(Records)
use super::{DynTool, StandardTools, StandardToolsCalculator, StandardToolsDuckduckgoSearch,
    StandardToolsGetStockPrice, ToolSchema};
use crate::types::ToolError;
use serde_json::Value;
use std::collections::HashMap;
use std::fmt::{Debug, Formatter, Result as FmtResult};
use std::sync::Arc;

/// Fixed set of tools the model may call, looked up by name.
#[derive(Clone, Default)]
pub struct ToolRegistry {
    tools: Vec<Arc<dyn DynTool>>,
    index: HashMap<String, usize>,
}

impl ToolRegistry {
    pub fn new() -> Self {
        Self::default()
    }

    /// Registry holding the calculator, web search and stock price tools.
    pub fn standard(tools: StandardTools) -> Self {
        Self::new()
            .with_tool(StandardToolsDuckduckgoSearch(tools.clone()))
            .with_tool(StandardToolsCalculator(tools.clone()))
            .with_tool(StandardToolsGetStockPrice(tools))
    }

    /// Add a tool; a tool with the same name is replaced in place.
    pub fn register<T>(&mut self, tool: T) -> &mut Self
    where
        T: DynTool + 'static,
    {
        let name = tool.schema().name;
        let tool: Arc<dyn DynTool> = Arc::new(tool);
        match self.index.get(&name) {
            Some(&pos) => self.tools[pos] = tool,
            None => {
                self.index.insert(name, self.tools.len());
                self.tools.push(tool);
            }
        }
        self
    }

    pub fn with_tool<T>(mut self, tool: T) -> Self
    where
        T: DynTool + 'static,
    {
        self.register(tool);
        self
    }

    pub fn len(&self) -> usize {
        self.tools.len()
    }

    pub fn is_empty(&self) -> bool {
        self.tools.is_empty()
    }

    pub fn contains(&self, name: &str) -> bool {
        self.index.contains_key(name)
    }

    /// Descriptors of every tool in registration order
    pub fn schemas(&self) -> Vec<ToolSchema> {
        self.tools.iter().map(|tool| tool.schema()).collect()
    }

    /// Run the named tool. No retries.
    pub async fn invoke(&self, name: &str, args: Value) -> Result<Value, ToolError> {
        let pos = self
            .index
            .get(name)
            .ok_or_else(|| ToolError::NotFound(name.to_string()))?;
        self.tools[*pos].call(args).await
    }
}

impl Debug for ToolRegistry {
    fn fmt(&self, f: &mut Formatter<'_>) -> FmtResult {
        let mut names: Vec<&String> = self.index.keys().collect();
        names.sort();
        f.debug_struct("ToolRegistry").field("tools", &names).finish()
    }
}
mod registry;
mod standard;

pub use registry::ToolRegistry;
pub use standard::{
    calculate, CalculatorParams, CalculatorResponse, SearchParams, StandardTools,
    StandardToolsCalculator, StandardToolsConfig, StandardToolsDuckduckgoSearch,
    StandardToolsGetStockPrice, StockPriceParams,
};

pub use schemars::JsonSchema;

use crate::types::ToolError;
use async_trait::async_trait;
use schemars::gen::SchemaSettings;
use serde::{de::DeserializeOwned, Deserialize, Serialize};
use serde_json::Value;

/// What the model sees of a tool: name, when to use it, and its arguments.
#[derive(Debug, Clone, PartialEq, Serialize, Deserialize)]
pub struct ToolSchema {
    pub name: String,
    pub description: String,
    /// JSON Schema of the argument object
    pub parameters: Value,
}

/// A typed tool. Usually implemented through `#[tools(...)]`.
#[async_trait]
pub trait ToolFunction: Send + Sync {
    /// The parameter type for the tool
    type Params: schemars::JsonSchema + DeserializeOwned + Send;
    /// The response type for the tool
    type Response: Serialize + Send;

    /// Get the name of the tool
    fn name() -> &'static str;

    /// Get a description of what the tool does
    fn description() -> &'static str;

    /// Get the JSON Schema for the tool's parameters
    fn parameters_schema() -> Value {
        let generator = SchemaSettings::draft07()
            .with(|settings| {
                settings.inline_subschemas = true;
                settings.meta_schema = None;
            })
            .into_generator();
        let schema = generator.into_root_schema_for::<Self::Params>();
        serde_json::to_value(schema).unwrap_or_else(|_| serde_json::json!({ "type": "object" }))
    }

    /// Get the complete tool descriptor
    fn get_schema() -> ToolSchema {
        ToolSchema {
            name: Self::name().to_string(),
            description: Self::description().to_string(),
            parameters: Self::parameters_schema(),
        }
    }

    /// Execute the tool with the given parameters
    async fn execute(&self, params: Self::Params) -> Result<Self::Response, ToolError>;
}

/// Object-safe view of a tool working on raw JSON, as stored in a [`ToolRegistry`].
#[async_trait]
pub trait DynTool: Send + Sync {
    fn schema(&self) -> ToolSchema;

    async fn call(&self, args: Value) -> Result<Value, ToolError>;
}

#[async_trait]
impl<T> DynTool for T
where
    T: ToolFunction,
{
    fn schema(&self) -> ToolSchema {
        T::get_schema()
    }

    async fn call(&self, args: Value) -> Result<Value, ToolError> {
        let params: T::Params = serde_json::from_value(args)
            .map_err(|e| ToolError::InvalidArguments(e.to_string()))?;
        let response = self.execute(params).await?;
        serde_json::to_value(response).map_err(|e| ToolError::Serialization(e.to_string()))
    }
}
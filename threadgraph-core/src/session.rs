//! Presentation-side context: which thread is open and which threads exist.

use crate::graph::{ThreadDirectory, TurnExecutor, TurnStream};
use crate::node::Context;
use crate::types::{Message, Role, StoreResult, TurnResult};
use serde::{Deserialize, Serialize};
use tracing::debug;
use uuid::Uuid;

/// A message as a chat UI shows it.
#[derive(Debug, Clone, PartialEq, Eq, Serialize, Deserialize)]
pub struct DisplayMessage {
    pub role: Role,
    pub content: String,
}

impl DisplayMessage {
    /// User messages and assistant text; tool traffic is hidden.
    pub fn from_history(messages: &[Message]) -> Vec<DisplayMessage> {
        messages
            .iter()
            .filter(|m| match m.role {
                Role::User => true,
                Role::Assistant => !m.content.is_empty(),
                Role::Tool => false,
            })
            .map(|m| DisplayMessage {
                role: m.role,
                content: m.content.clone(),
            })
            .collect()
    }
}

pub fn generate_thread_id() -> String {
    Uuid::new_v4().to_string()
}

/// One user's view of the assistant: the current thread plus every known thread.
#[derive(Debug, Clone)]
pub struct ChatSession {
    executor: TurnExecutor,
    directory: ThreadDirectory,
    thread_id: String,
    threads: Vec<String>,
}

impl ChatSession {
    /// Loads the known threads from the store and opens a fresh one.
    pub async fn open(executor: TurnExecutor) -> StoreResult<Self> {
        let directory = ThreadDirectory::new(executor.store().clone());
        let threads = directory.list().await?;
        let mut session = Self {
            executor,
            directory,
            thread_id: String::new(),
            threads,
        };
        session.new_chat();
        Ok(session)
    }

    pub fn thread_id(&self) -> &str {
        &self.thread_id
    }

    /// Known thread ids, oldest first.
    pub fn threads(&self) -> &[String] {
        &self.threads
    }

    /// Start an empty conversation and make it current.
    pub fn new_chat(&mut self) -> &str {
        self.thread_id = generate_thread_id();
        self.remember(self.thread_id.clone());
        debug!(thread_id = %self.thread_id, "new chat");
        &self.thread_id
    }

    /// Make `thread_id` current and return its history for display.
    pub async fn switch_to(&mut self, thread_id: &str) -> StoreResult<Vec<DisplayMessage>> {
        let history = self.directory.load(thread_id).await?;
        self.thread_id = thread_id.to_string();
        self.remember(thread_id.to_string());
        Ok(DisplayMessage::from_history(&history))
    }

    /// Current thread's history for display.
    pub async fn conversation(&self) -> StoreResult<Vec<DisplayMessage>> {
        let history = self.directory.load(&self.thread_id).await?;
        Ok(DisplayMessage::from_history(&history))
    }

    /// Re-scan the store for threads written by other sessions.
    pub async fn refresh(&mut self) -> StoreResult<&[String]> {
        for thread_id in self.directory.list().await? {
            self.remember(thread_id);
        }
        Ok(&self.threads)
    }

    /// Run a turn on the current thread and return the assistant's answer.
    pub async fn send(&self, text: &str) -> TurnResult<String> {
        let state = self.executor.invoke(&self.context(), text).await?;
        Ok(state.final_answer().unwrap_or_default().to_string())
    }

    pub fn send_streaming(&self, text: &str) -> TurnStream {
        self.executor.stream(self.context(), text)
    }

    fn context(&self) -> Context {
        Context::for_thread(self.thread_id.clone())
    }

    fn remember(&mut self, thread_id: String) {
        if !self.threads.contains(&thread_id) {
            self.threads.push(thread_id);
        }
    }
}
(End Records)
### [Work instruction]
Print the lines above from the one with "pub trait ToolFunction: Send" through the one with "fn description() -> &'static str;", both included, exactly as written and nothing more.

### [Task response]
pub trait ToolFunction: Send + Sync {
    /// The parameter type for the tool
    type Params: schemars::JsonSchema + DeserializeOwned + Send;
    /// The response type for the tool
    type Response: Serialize + Send;

    /// Get the name of the tool
    fn name() -> &'static str;

    /// Get a description of what the tool does
    fn description() -> &'static str;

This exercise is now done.